Major forecasters agree: No oil demand recovery until at least 2022
LONDON (Bloomberg) --Global oil demand won’t return to 2019 levels until at least 2022 and the gap may be getting wider than it seemed a month ago.
All three of the world’s main oil forecasting agencies — the International Energy Agency, the U.S. Energy Information Administration and the Organization of Petroleum Exporting Countries — published new quarterly forecasts this week and none project oil demand back at 2019 levels by the end of next year.
Long Road Back
Transport fuels are proving particularly vulnerable, with jet fuel and gasoline hardest hit during the depth of the pandemic and remaining so as restrictions have been gradually eased. With the Northern Hemisphere summer holiday season drawing toward its close at the beginning of September, time is fast running out for the normal seasonal boost to both driving and flying. Commercial flights are languishing 40% below their peak January level, according to data from Flightradar24. Long-haul flights have been hit particularly hard; U.S. ticket purchases for international flights were down by 86% year on year in June, the most recent month for which figures are available from the Airlines Reporting Corporation.
Slow Climb
Comparing the latest outlooks with last month’s views, the International Energy Agency has become noticeably more bearish on demand, cutting its forecast for every quarter from now to the end of 2021. It now sees the world using 500,000 barrels a day less oil in the second half of 2020 than it did a month ago, while the downward revision for the two Northern Hemisphere summer quarters next year is about 400,000 barrels a day.
Outlook Darkens
For 2021 as a whole, the IEA cut its demand forecast by 240,000 barrels a day, the first downward revision since April, when the full impact of the coronavirus on oil demand first became apparent. “By December 2021, global oil consumption will still be 2% lower than at the end of 2019,” the Paris-based group said.

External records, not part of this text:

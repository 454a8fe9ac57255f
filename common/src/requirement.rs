use bitflags::bitflags;

bitflags! {
    /// Metadata fields a caller needs populated on the records it refines.
    #[derive(Debug, Clone, Copy, PartialEq, Eq, Hash)]
    pub struct FieldRequirement: u32 {
        const VERSION = 1;
        const LICENSE = 1 << 1;
        const URL = 1 << 2;
        const SIZE = 1 << 3;
        const UPDATE_DETAILS = 1 << 4;
        const UPDATE_SEVERITY = 1 << 5;
        const ORIGIN = 1 << 6;
        const HISTORY = 1 << 7;
        const SETUP_ACTION = 1 << 8;
        const RELATED = 1 << 9;
        const UPGRADE_REMOVED = 1 << 10;
        const PACKAGE_ID = 1 << 11;
        const DESCRIPTION = 1 << 12;
    }
}

impl FieldRequirement {
    /// Fields that can only be looked up once the package id is known.
    pub const NEEDS_PACKAGE_ID: FieldRequirement = FieldRequirement::VERSION
        .union(FieldRequirement::LICENSE)
        .union(FieldRequirement::URL)
        .union(FieldRequirement::SIZE)
        .union(FieldRequirement::DESCRIPTION)
        .union(FieldRequirement::UPDATE_DETAILS)
        .union(FieldRequirement::ORIGIN)
        .union(FieldRequirement::SETUP_ACTION)
        .union(FieldRequirement::PACKAGE_ID);

    /// Fields served by a single get-details lookup.
    pub const DETAILS: FieldRequirement = FieldRequirement::LICENSE
        .union(FieldRequirement::URL)
        .union(FieldRequirement::SIZE)
        .union(FieldRequirement::DESCRIPTION);

    /// Whether satisfying this requirement first needs package ids resolved.
    pub fn requires_package_id(self) -> bool {
        self.intersects(Self::NEEDS_PACKAGE_ID)
    }

    /// The requirement with its implicit dependencies added.
    pub fn implied(self) -> Self {
        if self.requires_package_id() {
            self | Self::PACKAGE_ID
        } else {
            self
        }
    }
}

The agency placed the blame for the downgrade firmly on transport fuels, noting that “the aviation and road transport sectors, both essential components of oil consumption, are continuing to struggle.”
OPEC also made downward revisions to demand for all future periods, except the first quarter of next year. The producer group remains more pessimistic than the IEA about the recovery in demand over the rest of this year — it sees consumption down year on year by over 1 million barrels a day more than the IEA does in the second half of 2020. But it takes a more optimistic view of the first half of 2021, seeing demand down by 2 million barrels a day from the same period in 2019, compared with a drop of 3.6 million barrels a day forecast by the IEA.
The EIA strikes a contrasting note. Not only does it see the impact of the pandemic on oil demand being less severe than either of the other two forecasters, it also sees it being largely over before the end of next year, with global oil demand in the fourth quarter of 2021 down by just 350,000 barrels a day from the same period two years earlier. The U.S.-based agency was alone in increasing its demand forecast for every quarter from now to the end of next year, compared with what it foresaw in July.
Despite the worsening demand outlook from two of the three agencies, the OPEC+ group of oil producing countries should still be able to drain the excess oil inventories built up over the first half of 2020 by the end of next year — as long as they all stick to the output promises they made to each other.
Under the terms of that agreement, 20 countries agreed to cut their combined crude production by 9.7 million barrels a day from agreed baselines from May to July, reducing the size of the cut to 7.7 million barrels a day for the rest of 2020 and then to 5.8 million barrels during 2021 and the first quarter of 2022.
Draining the Barrel
The global stock changes derived from the IEA and OPEC demand and supply forecasts, assuming the full implementation of the OPEC+ output deal for the rest of this year and all of 2021, show global oil inventories falling back to end-2019 levels in the final quarter of next year. The more optimistic EIA forecast shows the excess worked of by the middle of the year.
The producer group has a long road ahead of it. OPEC’s report shows the group’s compliance with its share of the output target at 97% in July, according to the secondary sources it uses to monitor the deal. The IEA puts it at 87% and at 89% for all 20 members of the OPEC+ group. They’ll need to do better than that if they are to work of the inventory overhang by the end of 2021.